= Assignment =
Return verbatim every line from the first line of the data below to the line that contains "RFC 6902 operations.", inclusive, and no further.

- - - - - - -

use crate::error::{StateError, StateResult};
use flightdesk_core::AgentState;
use json_patch::{diff, Patch};
use parking_lot::Mutex;
use serde::Serialize;
use std::sync::Arc;

/// One change to a run's state, as RFC 6902 operations.
#[derive(Debug, Clone, Default, Serialize)]
#[serde(transparent)]
pub struct StatePatch {
    ops: Patch,
}

impl StatePatch {
    /// True when the update changed nothing.
    #[must_use]
    pub fn is_empty(&self) -> bool {
        self.ops.0.is_empty()
    }

    /// Number of operations.
    #[must_use]
    pub fn len(&self) -> usize {
        self.ops.0.len()
    }

    /// Applies the change to a copy of the state, e.g. one kept by a client.
    ///
    /// # Errors
    ///
    /// [`StateError::Patch`] if an operation does not fit `target`.
    pub fn apply_to(&self, target: &mut serde_json::Value) -> StateResult<()> {
        json_patch::patch(target, &self.ops.0).map_err(|e| StateError::Patch {
            reason: e.to_string(),
        })
    }

    /// The operations as JSON, the shape a `STATE_DELTA` carries.
    #[must_use]
    pub fn to_json_ops(&self) -> Vec<serde_json::Value> {
        self.ops
            .0
            .iter()
            .filter_map(|op| serde_json::to_value(op).ok())
            .collect()
    }
}

#[derive(Debug)]
struct Tracked<S> {
    value: S,
    revision: u64,
}

/// Run state behind a lock. Every update is diffed against the previous
/// value and the revision advances only when something changed.
///
/// Clones share the same state.
#[derive(Debug)]
pub struct StateManager<S: AgentState = serde_json::Value> {
    inner: Arc<Mutex<Tracked<S>>>,
}

impl<S: AgentState> Clone for StateManager<S> {
    fn clone(&self) -> Self {
        Self {
            inner: Arc::clone(&self.inner),
        }
    }
}

impl<S: AgentState> StateManager<S> {
    /// Starts tracking `initial` at revision 0.
    pub fn new(initial: S) -> Self {
        Self {
            inner: Arc::new(Mutex::new(Tracked {
                value: initial,
                revision: 0,
            })),
        }
    }

    /// A copy of the current state.
    #[must_use]
    pub fn snapshot(&self) -> S {
        self.inner.lock().value.clone()
    }

    /// Number of updates that produced a non-empty patch.
    #[must_use]
    pub fn revision(&self) -> u64 {
        self.inner.lock().revision
    }

    /// Runs `change` on the state and returns what it changed.
    ///
    /// # Errors
    ///
    /// [`StateError::Serialization`] if the state cannot be turned into JSON
    /// on either side of the change.
    pub fn update<F>(&self, change: F) -> StateResult<StatePatch>
    where
        F: FnOnce(&mut S),
    {
        let mut tracked = self.inner.lock();
        let before = to_json(&tracked.value, "before")?;
        change(&mut tracked.value);
        let after = to_json(&tracked.value, "after")?;

        let patch = StatePatch {
            ops: diff(&before, &after),
        };
        if !patch.is_empty() {
            tracked.revision += 1;
        }
        Ok(patch)
    }
}

impl<S: AgentState + Default> Default for StateManager<S> {
    fn default() -> Self {
        Self::new(S::default())
    }
}

fn to_json<S: Serialize>(value: &S, when: &str) -> StateResult<serde_json::Value> {
    serde_json::to_value(value).map_err(|e| StateError::Serialization {
        reason: format!("run state not serializable {when} update: {e}"),
    })
}

#[cfg(test)]
mod tests {
    use super::*;
    use serde_json::json;

    #[test]
    fn unchanged_state_keeps_revision() {
        let manager = StateManager::new(json!({"currentStep": "started"}));
        let patch = manager.update(|_| {}).unwrap();
        assert!(patch.is_empty());
        assert_eq!(manager.revision(), 0);

        manager.update(|s| s["currentStep"] = json!("thinking")).unwrap();
        assert_eq!(manager.revision(), 1);
    }

    #[test]
    fn client_copy_follows_patches() {
        let manager = StateManager::new(json!({"toolsUsed": [], "messageCount": 0}));
        let mut client_copy = manager.snapshot();

        for tool in ["search-flights-enhanced", "get-weather"] {
            let patch = manager
                .update(|s| {
                    if let Some(tools) = s["toolsUsed"].as_array_mut() {
                        tools.push(json!(tool));
                    }
                    s["messageCount"] = json!(1);
                })
                .unwrap();
            patch.apply_to(&mut client_copy).unwrap();
        }

        assert_eq!(client_copy, manager.snapshot());
    }

    #[test]
    fn patch_that_does_not_fit_is_reported() {
        let manager = StateManager::new(json!({"a": {"b": 1}}));
        let patch = manager.update(|s| s["a"]["b"] = json!(2)).unwrap();
        let mut unrelated = json!({"x": 0});
        assert!(matches!(
            patch.apply_to(&mut unrelated),
            Err(StateError::Patch { .. })
        ));
    }

    #[test]
    fn clones_see_each_others_updates() {
        let relay_side = StateManager::new(json!({"messageCount": 0}));
        let logger_side = relay_side.clone();
        relay_side.update(|s| s["messageCount"] = json!(3)).unwrap();
        assert_eq!(logger_side.snapshot()["messageCount"], 3);
        assert_eq!(logger_side.revision(), 1);
    }
}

- - - - - - -

= Task result =
use crate::error::{StateError, StateResult};
use flightdesk_core::AgentState;
use json_patch::{diff, Patch};
use parking_lot::Mutex;
use serde::Serialize;
use std::sync::Arc;

/// One change to a run's state, as RFC 6902 operations.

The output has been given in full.